CompareSTR optionally will stratify results based on a user-specified FORMAT field (e.g. depth, or quality score) and/or by repeat motif length.

Note: CompareSTR is designed to be used as a QC tool. While it may be able to pick up certain biological differences in some applications (e.g. identifying de novo mutations by comparing parent and child callsets or somatic mutations by comparing callsets from different tissues), use-case specific analyses may be better performed by more specialized tools.

Note: CompareSTR has the ability to stratify comparisons based on quality scores. However, beware that quality scores output by different genotypers may not be directly comparable. You can use qcSTR to visualize the distribution of quality scores in each VCF file seprately.

Usage

CompareSTR takes as input two VCF files with overlapping TRs and samples and outputs metrics and plots based on comparing calls across the two VCFs. The input VCF files must be sorted, indexed, and have the appropriate ##contig header lines. CompareSTR only considers the subset of samples shared across two VCF files being compared, based on sample ID in the VCF headers.

Note: if comparing two VCFs with phased calls, ensure the chromosome ordering matches. A ‘motherAllele|fatherAllele’ representation will not match with a ‘fatherAllele|motherAllele’ representation.

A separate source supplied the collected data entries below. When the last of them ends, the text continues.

//! Accuracy regression tests for the soft-DTW engine.
//!
//! These tests pin the analytic behavior of the forward and backward
//! recurrences against independently computed references: the classical
//! min-plus DP, central finite differences, and exact closed forms for
//! single-path grids.

use proptest::prelude::*;
use rand::{Rng, SeedableRng};
use rand_chacha::ChaCha8Rng;

use softdtw::{Backend, CostBatch, SeriesBatch, SoftDtw, SquaredEuclidean};

// ---------------------------------------------------------------------------
// Helpers
// ---------------------------------------------------------------------------

fn random_cost(seed: u64, batch: usize, n: usize, m: usize) -> CostBatch {
    let mut rng = ChaCha8Rng::seed_from_u64(seed);
    let data: Vec<f64> = (0..batch * n * m)
        .map(|_| rng.random_range(0.05..1.0))
        .collect();
    CostBatch::new(data, batch, n, m).expect("valid random cost batch")
}

/// Classical hard-DTW min-plus recurrence over a single cost matrix.
fn hard_dtw(cost: &[f64], n: usize, m: usize) -> f64 {
    let w = m + 1;
    let mut r = vec![f64::INFINITY; (n + 1) * (m + 1)];
    r[0] = 0.0;
    for i in 1..=n {
        for j in 1..=m {
            let d = cost[(i - 1) * m + (j - 1)];
            let best = r[(i - 1) * w + (j - 1)]
                .min(r[(i - 1) * w + j])
                .min(r[i * w + (j - 1)]);
            r[i * w + j] = d + best;
        }
    }
    r[n * w + m]
}

fn align_value(engine: &SoftDtw, data: &[f64], n: usize, m: usize) -> f64 {
    let cost = CostBatch::new(data.to_vec(), 1, n, m).expect("valid cost");
    engine.align(&cost).expect("align").value(0)
}

// ---------------------------------------------------------------------------
// a) convergence to the hard minimum
// ---------------------------------------------------------------------------

/// As gamma shrinks the soft value approaches the min-plus DP value from
/// below, with total slack bounded by (n + m) * gamma * ln 3.
#[test]
fn soft_value_converges_to_hard_minimum() {
    let (n, m) = (4, 4);
    let cost = random_cost(11, 1, n, m);
    let hard = hard_dtw(cost.as_slice(), n, m);

    for &gamma in &[1e-2, 1e-3, 1e-4] {
        let engine = SoftDtw::new(gamma).unwrap();
        let soft = engine.align(&cost).unwrap().value(0);
        let slack = (n + m) as f64 * gamma * 3.0_f64.ln();
        assert!(soft <= hard + 1e-12, "gamma {gamma}: soft {soft} > hard {hard}");
        assert!(
            hard - soft <= slack + 1e-9,
            "gamma {gamma}: slack {} exceeds bound {slack}",
            hard - soft
        );
    }
}

// ---------------------------------------------------------------------------
// b) single-path grids have exact closed forms
// ---------------------------------------------------------------------------

/// A 1 x M grid admits exactly one monotonic path, so the soft value equals
/// the plain cost sum and every gradient entry is 1.
#[test]
fn single_row_alignment_sums_costs() {
    let data = vec![0.3, 1.7, 0.2, 2.4, 0.9];
    let cost = CostBatch::new(data.clone(), 1, 1, 5).unwrap();
    let engine = SoftDtw::new(1.0).unwrap();

    let alignment = engine.align(&cost).unwrap();
    let total: f64 = data.iter().sum();
    assert_eq!(alignment.value(0), total);

    let grad = engine.gradient(&alignment, &[1.0]).unwrap();
    for (k, &g) in grad.as_slice().iter().enumerate() {
        assert!((g - 1.0).abs() < 1e-12, "entry {k}: {g}");
    }
}

// ---------------------------------------------------------------------------
// c) transpose invariance
// ---------------------------------------------------------------------------

/// The recurrence treats the two axes symmetrically: aligning the
/// transposed cost matrix yields the same value.
#[test]
fn transpose_invariance() {
    let (n, m) = (4, 5);
    let cost = random_cost(23, 1, n, m);
    let transposed: Vec<f64> = (0..m * n)
        .map(|k| cost.as_slice()[(k % n) * m + k / n])
        .collect();

    let engine = SoftDtw::new(0.5).unwrap();
    let a = engine.align(&cost).unwrap().value(0);
    let b = align_value(&engine, &transposed, m, n);
    assert!((a - b).abs() < 1e-9, "a = {a}, b = {b}");
}

// ---------------------------------------------------------------------------
// d) analytic gradient vs central finite differences
// ---------------------------------------------------------------------------

fn assert_gradient_matches_finite_differences(
    engine: &SoftDtw,
    base: &CostBatch,
    n: usize,
    m: usize,
    tol: f64,
) {
    let alignment = engine.align(base).unwrap();
    let grad = engine.gradient(&alignment, &[1.0]).unwrap();

    let eps = 1e-5;
    for k in 0..n * m {
        let mut plus = base.as_slice().to_vec();
        plus[k] += eps;
        let mut minus = base.as_slice().to_vec();
        minus[k] -= eps;
        let numeric =
            (align_value(engine, &plus, n, m) - align_value(engine, &minus, n, m)) / (2.0 * eps);
        let analytic = grad.as_slice()[k];
        assert!(
            (analytic - numeric).abs() < tol,
            "entry {k}: analytic {analytic} vs numeric {numeric}"
        );
    }
}

#[test]
fn gradient_matches_finite_differences() {
    let (n, m) = (3, 4);
    let engine = SoftDtw::new(1.0).unwrap();
    let cost = random_cost(7, 1, n, m);
    assert_gradient_matches_finite_differences(&engine, &cost, n, m, 1e-4);
}

/// The banded unequal-length case exercises the offset terminal: rows the
/// band cannot reach must show zero analytic *and* numeric gradient.
#[test]
fn banded_gradient_matches_finite_differences() {
    let (n, m) = (5, 3);
    let engine = SoftDtw::new(0.5).unwrap().with_sakoe_chiba(1);
    let cost = random_cost(13, 1, n, m);
    assert_gradient_matches_finite_differences(&engine, &cost, n, m, 1e-4);
}

// ---------------------------------------------------------------------------
// e) band radius 0 vs band wider than the grid
// ---------------------------------------------------------------------------

/// Radius 0 disables pruning; a band wider than the grid prunes nothing.
/// Both code paths must agree bit-for-bit on values and gradients.
#[test]
fn no_pruning_paths_are_bitwise_identical() {
    let (n, m) = (4, 6);
    let cost = random_cost(17, 2, n, m);
    let unconstrained = SoftDtw::new(0.8).unwrap();
    let wide = SoftDtw::new(0.8).unwrap().with_sakoe_chiba(n.max(m));

    let a = unconstrained.align(&cost).unwrap();
    let b = wide.align(&cost).unwrap();
    assert_eq!(a.values(), b.values());

    let ga = unconstrained.gradient(&a, &[1.0, 2.0]).unwrap();
    let gb = wide.gradient(&b, &[1.0, 2.0]).unwrap();
    assert_eq!(ga.as_slice(), gb.as_slice());
}

// ---------------------------------------------------------------------------
// f) unequal lengths under a narrow band
// ---------------------------------------------------------------------------

/// With n=3, m=5, radius 1 the band exits the grid at column 4, so the
/// alignment must behave exactly as if the cost matrix ended there: same
/// value, same gradient over the reachable columns, zero gradient beyond.
#[test]
fn narrow_band_terminal_matches_truncated_grid() {
    let (n, m) = (3, 5);
    let full = random_cost(29, 1, n, m);

    // First four columns of the same matrix.
    let truncated: Vec<f64> = (0..n)
        .flat_map(|i| full.as_slice()[i * m..i * m + 4].to_vec())
        .collect();
    let truncated = CostBatch::new(truncated, 1, n, 4).unwrap();

    let engine = SoftDtw::new(0.6).unwrap().with_sakoe_chiba(1);
    let a_full = engine.align(&full).unwrap();
    let a_trunc = engine.align(&truncated).unwrap();
    assert_eq!(a_full.values(), a_trunc.values());

    let g_full = engine.gradient(&a_full, &[1.0]).unwrap();
    let g_trunc = engine.gradient(&a_trunc, &[1.0]).unwrap();
    for i in 0..n {
        for j in 0..4 {
            assert_eq!(
                g_full.at(0, i, j),
                g_trunc.at(0, i, j),
                "cell ({i},{j}) differs from truncated grid"
            );
        }
        // The column the band cannot reach contributes nothing.
        assert_eq!(g_full.at(0, i, 4), 0.0, "row {i} column 4");
    }
}

// ---------------------------------------------------------------------------
// g) batch independence
// ---------------------------------------------------------------------------

/// A batch of two must equal the two elements run individually.
#[test]
fn batch_elements_are_independent() {
    let (n, m) = (4, 5);
    let both = random_cost(31, 2, n, m);
    let size = n * m;
    let first = CostBatch::new(both.as_slice()[..size].to_vec(), 1, n, m).unwrap();
    let second = CostBatch::new(both.as_slice()[size..].to_vec(), 1, n, m).unwrap();

    let engine = SoftDtw::new(0.9).unwrap();
    let batched = engine.align(&both).unwrap();
    let a = engine.align(&first).unwrap();
    let b = engine.align(&second).unwrap();
    assert_eq!(batched.value(0), a.value(0));
    assert_eq!(batched.value(1), b.value(0));

    let g_batched = engine.gradient(&batched, &[1.5, -2.0]).unwrap();
    let g_a = engine.gradient(&a, &[1.5]).unwrap();
    let g_b = engine.gradient(&b, &[-2.0]).unwrap();
    assert_eq!(g_batched.element(0), g_a.element(0));
    assert_eq!(g_batched.element(1), g_b.element(0));
}

// ---------------------------------------------------------------------------
// h) backend equivalence
// ---------------------------------------------------------------------------

/// Sequential and parallel scheduling agree on values and gradients across
/// representative shapes: small square, rectangular, and banded.
#[test]
fn sequential_and_parallel_backends_agree() {
    let shapes: &[(usize, usize, usize)] = &[(4, 4, 0), (3, 7, 0), (6, 6, 2)];

    for &(n, m, radius) in shapes {
        let cost = random_cost(37 + (n * m) as u64, 2, n, m);
        let sequential = SoftDtw::new(0.7).unwrap().with_sakoe_chiba(radius);
        let parallel = sequential.with_backend(Backend::Parallel);

        let a_seq = sequential.align(&cost).unwrap();
        let a_par = parallel.align(&cost).unwrap();
        for (s, p) in a_seq.values().iter().zip(a_par.values()) {
            assert!((s - p).abs() < 1e-6, "shape ({n},{m},{radius})");
        }

        let g_seq = sequential.gradient(&a_seq, &[1.0, 1.0]).unwrap();
        let g_par = parallel.gradient(&a_par, &[1.0, 1.0]).unwrap();
        for (s, p) in g_seq.as_slice().iter().zip(g_par.as_slice()) {
            assert!((s - p).abs() < 1e-6, "shape ({n},{m},{radius})");
        }
    }
}

// ---------------------------------------------------------------------------
// i) divergence properties
// ---------------------------------------------------------------------------

#[test]
fn divergence_is_symmetric() {
    let x = SeriesBatch::new(vec![1.0, 2.0, 3.0], 1, 3, 1).unwrap();
    let y = SeriesBatch::new(vec![1.0, 2.5, 2.0], 1, 3, 1).unwrap();
    let engine = SoftDtw::new(0.5).unwrap();
    let ab = engine.divergence(&x, &y, &SquaredEuclidean).unwrap();
    let ba = engine.divergence(&y, &x, &SquaredEuclidean).unwrap();
    assert!((ab.values()[0] - ba.values()[0]).abs() < 1e-9);
}

proptest! {
    /// Debiased divergence under squared-Euclidean cost is nonnegative.
    #[test]
    fn divergence_is_nonnegative_for_small_random_inputs(
        x in prop::collection::vec(-3.0f64..3.0, 1..12),
        y in prop::collection::vec(-3.0f64..3.0, 1..12),
        gamma in 0.1f64..2.0
    ) {
        let xs = SeriesBatch::new(x.clone(), 1, x.len(), 1).unwrap();
        let ys = SeriesBatch::new(y.clone(), 1, y.len(), 1).unwrap();
        let engine = SoftDtw::new(gamma).unwrap();
        let d = engine.divergence(&xs, &ys, &SquaredEuclidean).unwrap();
        prop_assert!(d.values()[0] >= -1e-9, "d = {}", d.values()[0]);
    }
}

To run compareSTR use the following command:

compareSTR \
  --vcf1 <file1.vcf.gz> --vcf2 <file2.vcf.gz> \
  --out <string> \
  [additional options]

Required Parameters:

--vcf1 <VCF>: First VCF file to compare (must be sorted, bgzipped, and indexed. See Instructions on Compressing and Indexing VCF files below)
--vcf2 <VCF>: Second VCF file to compare (must be sorted, bgzipped, and indexed. See Instructions on Compressing and Indexing VCF files below)
--out <string>: Prefix to name output files

Filtering Options:

--samples <string>: File containing list of samples to include. If not specified, all samples are used.
--region <string>: Restrict to this region chrom:start-end

Metrics to stratify results:

--stratify-fields: Comma-separated list of FORMAT fields to stratify by. e.g. DP,Q
--stratify-binsizes: Comma-separated list of min:max:binsize to stratify each field on. Must be same length as --stratify-fields. e.g. 0:50:5,0:1:0.1 . The range [min, max] is inclusive.
--stratify-file: Specify which file to look at the --stratify-fields in. If set to 0, apply to both files. If set to 1, apply only to --vcf1. If set to 2, apply only to --vcf2.
--period: Report results overall and also stratified by repeat unit length (period).

Plotting options:

--bubble-min: Minimum x/y axis value to display on bubble plots.
--bubble-max: Maximum x/y axis value to display on bubble plots.

Other options:

--verbose: Print helpful debugging info
--noplot: Don’t output any plots. Only produce text output.
--vcftype1 <string>: Type of VCF file 1.
--vcftype2 <string>: Type of VCF file 2.
--ignore-phasing: Treat all calls as if they are unphased

Outputs

In output files, compareSTR reports the following metrics:

Length concordance: % of genotypes concordant between the two VCF files when only considering TR allele lengths
Sequence concordance: % of genotypes concordant between the two VCF files when considering TR allele sequence. Currently only relevant for HipSTR. Otherwise will be identical to length concordance
R2: Pearson r2 between the sum of allele lengths at each call compared between the two VCF files, where allele lengths are measured as number of repeat copies different from the reference.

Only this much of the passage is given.